[Stored records]
===
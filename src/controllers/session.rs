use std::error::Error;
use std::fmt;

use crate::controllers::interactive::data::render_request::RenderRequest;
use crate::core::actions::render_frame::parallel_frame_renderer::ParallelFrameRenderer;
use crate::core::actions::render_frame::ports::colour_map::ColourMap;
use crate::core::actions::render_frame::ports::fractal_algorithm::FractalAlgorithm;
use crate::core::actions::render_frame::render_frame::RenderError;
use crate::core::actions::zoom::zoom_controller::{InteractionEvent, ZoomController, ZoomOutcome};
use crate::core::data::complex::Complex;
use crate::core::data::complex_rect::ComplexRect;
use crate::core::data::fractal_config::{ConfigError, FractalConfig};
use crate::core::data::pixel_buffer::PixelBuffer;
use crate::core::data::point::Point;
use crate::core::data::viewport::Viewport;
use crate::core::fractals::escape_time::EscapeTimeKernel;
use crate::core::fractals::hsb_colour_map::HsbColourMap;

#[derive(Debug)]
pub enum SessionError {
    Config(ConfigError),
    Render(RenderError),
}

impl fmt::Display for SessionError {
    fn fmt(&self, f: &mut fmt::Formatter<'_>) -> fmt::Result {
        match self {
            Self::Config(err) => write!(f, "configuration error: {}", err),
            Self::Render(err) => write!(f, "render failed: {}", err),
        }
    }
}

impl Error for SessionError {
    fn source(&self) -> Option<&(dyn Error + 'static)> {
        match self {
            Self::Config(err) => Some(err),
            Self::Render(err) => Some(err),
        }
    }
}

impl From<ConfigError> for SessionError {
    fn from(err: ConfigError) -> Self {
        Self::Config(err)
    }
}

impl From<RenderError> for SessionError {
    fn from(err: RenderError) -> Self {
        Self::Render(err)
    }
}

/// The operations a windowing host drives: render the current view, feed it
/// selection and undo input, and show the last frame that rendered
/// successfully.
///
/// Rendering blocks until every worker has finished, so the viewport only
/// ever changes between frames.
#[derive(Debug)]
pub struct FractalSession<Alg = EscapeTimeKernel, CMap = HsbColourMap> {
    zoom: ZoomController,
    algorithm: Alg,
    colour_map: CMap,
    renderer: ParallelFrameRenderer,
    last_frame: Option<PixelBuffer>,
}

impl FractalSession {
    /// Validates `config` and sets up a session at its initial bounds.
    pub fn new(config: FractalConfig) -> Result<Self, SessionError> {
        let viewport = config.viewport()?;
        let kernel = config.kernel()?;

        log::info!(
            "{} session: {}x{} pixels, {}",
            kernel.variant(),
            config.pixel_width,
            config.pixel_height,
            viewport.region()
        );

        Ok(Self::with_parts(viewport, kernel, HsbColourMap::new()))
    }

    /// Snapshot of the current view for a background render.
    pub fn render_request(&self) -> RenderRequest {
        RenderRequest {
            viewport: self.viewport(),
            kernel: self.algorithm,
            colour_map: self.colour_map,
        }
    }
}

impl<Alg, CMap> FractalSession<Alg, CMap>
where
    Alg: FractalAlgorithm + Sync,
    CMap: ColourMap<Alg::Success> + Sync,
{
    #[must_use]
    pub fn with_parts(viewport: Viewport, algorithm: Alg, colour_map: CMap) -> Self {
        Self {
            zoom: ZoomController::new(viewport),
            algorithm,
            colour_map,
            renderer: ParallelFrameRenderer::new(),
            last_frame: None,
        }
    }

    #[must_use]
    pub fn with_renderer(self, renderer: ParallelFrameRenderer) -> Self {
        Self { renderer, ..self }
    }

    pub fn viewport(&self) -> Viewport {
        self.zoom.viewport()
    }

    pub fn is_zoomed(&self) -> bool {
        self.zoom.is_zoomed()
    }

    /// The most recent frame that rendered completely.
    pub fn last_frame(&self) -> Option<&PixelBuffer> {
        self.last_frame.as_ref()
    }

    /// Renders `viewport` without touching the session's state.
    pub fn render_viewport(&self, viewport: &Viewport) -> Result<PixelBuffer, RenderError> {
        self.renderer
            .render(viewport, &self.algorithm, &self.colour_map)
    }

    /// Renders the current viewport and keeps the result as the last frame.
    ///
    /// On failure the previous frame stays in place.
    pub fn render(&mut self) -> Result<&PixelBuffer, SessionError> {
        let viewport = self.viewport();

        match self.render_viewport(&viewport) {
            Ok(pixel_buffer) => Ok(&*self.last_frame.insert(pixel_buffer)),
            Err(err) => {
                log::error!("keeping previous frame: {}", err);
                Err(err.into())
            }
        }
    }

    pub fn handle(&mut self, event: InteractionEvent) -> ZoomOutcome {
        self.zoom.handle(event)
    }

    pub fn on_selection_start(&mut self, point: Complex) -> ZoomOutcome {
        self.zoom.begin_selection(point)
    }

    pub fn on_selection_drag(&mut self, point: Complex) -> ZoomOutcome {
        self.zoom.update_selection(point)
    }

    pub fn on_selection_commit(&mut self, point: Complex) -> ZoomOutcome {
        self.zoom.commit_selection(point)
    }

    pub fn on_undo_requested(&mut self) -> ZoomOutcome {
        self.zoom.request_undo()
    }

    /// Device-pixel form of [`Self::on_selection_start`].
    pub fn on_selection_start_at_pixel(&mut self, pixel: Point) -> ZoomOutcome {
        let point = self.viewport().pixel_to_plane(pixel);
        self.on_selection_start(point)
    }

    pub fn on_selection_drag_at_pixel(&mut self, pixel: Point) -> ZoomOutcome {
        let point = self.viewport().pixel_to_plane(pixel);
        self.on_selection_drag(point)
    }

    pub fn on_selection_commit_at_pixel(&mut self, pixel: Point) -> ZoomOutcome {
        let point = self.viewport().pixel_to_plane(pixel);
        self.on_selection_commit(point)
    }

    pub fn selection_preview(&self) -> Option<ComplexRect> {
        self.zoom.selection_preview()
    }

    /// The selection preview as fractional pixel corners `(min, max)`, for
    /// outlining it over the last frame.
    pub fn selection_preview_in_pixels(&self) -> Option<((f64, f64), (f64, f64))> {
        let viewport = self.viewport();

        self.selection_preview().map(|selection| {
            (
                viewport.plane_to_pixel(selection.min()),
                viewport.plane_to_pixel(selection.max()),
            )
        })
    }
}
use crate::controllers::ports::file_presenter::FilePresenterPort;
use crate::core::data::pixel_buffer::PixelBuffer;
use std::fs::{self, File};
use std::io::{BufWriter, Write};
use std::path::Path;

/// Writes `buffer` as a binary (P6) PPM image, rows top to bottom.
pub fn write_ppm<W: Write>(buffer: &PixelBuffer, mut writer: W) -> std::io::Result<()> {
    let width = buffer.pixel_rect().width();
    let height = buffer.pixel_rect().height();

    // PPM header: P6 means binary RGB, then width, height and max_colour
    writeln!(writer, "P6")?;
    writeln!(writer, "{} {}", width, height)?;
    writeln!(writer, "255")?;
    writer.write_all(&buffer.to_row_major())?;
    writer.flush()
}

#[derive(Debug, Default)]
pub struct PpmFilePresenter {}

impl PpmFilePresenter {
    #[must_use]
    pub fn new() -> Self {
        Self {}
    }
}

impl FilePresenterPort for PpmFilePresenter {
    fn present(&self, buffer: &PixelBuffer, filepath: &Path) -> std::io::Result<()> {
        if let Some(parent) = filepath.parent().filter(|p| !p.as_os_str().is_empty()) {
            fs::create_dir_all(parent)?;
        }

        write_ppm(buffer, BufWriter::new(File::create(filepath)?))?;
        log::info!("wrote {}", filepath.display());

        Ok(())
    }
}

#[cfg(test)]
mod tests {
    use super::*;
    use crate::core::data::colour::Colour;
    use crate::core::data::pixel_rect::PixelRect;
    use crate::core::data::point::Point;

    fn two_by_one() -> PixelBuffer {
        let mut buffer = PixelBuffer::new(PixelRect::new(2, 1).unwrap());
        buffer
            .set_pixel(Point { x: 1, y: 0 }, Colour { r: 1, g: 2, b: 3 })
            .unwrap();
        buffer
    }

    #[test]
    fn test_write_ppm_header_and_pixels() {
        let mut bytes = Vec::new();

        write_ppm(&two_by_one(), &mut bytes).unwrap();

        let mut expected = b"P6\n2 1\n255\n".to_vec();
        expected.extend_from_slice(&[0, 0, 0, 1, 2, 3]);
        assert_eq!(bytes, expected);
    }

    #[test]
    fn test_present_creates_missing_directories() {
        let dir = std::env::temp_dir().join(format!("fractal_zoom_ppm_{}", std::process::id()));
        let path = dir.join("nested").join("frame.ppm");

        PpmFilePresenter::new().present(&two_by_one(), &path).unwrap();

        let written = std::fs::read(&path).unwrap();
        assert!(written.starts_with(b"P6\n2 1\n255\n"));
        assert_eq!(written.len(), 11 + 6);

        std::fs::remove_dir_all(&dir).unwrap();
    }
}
===
**Assignment**
In the data above, how many lines hold the string "impl"? Give the number by itself.

**Your solution**
8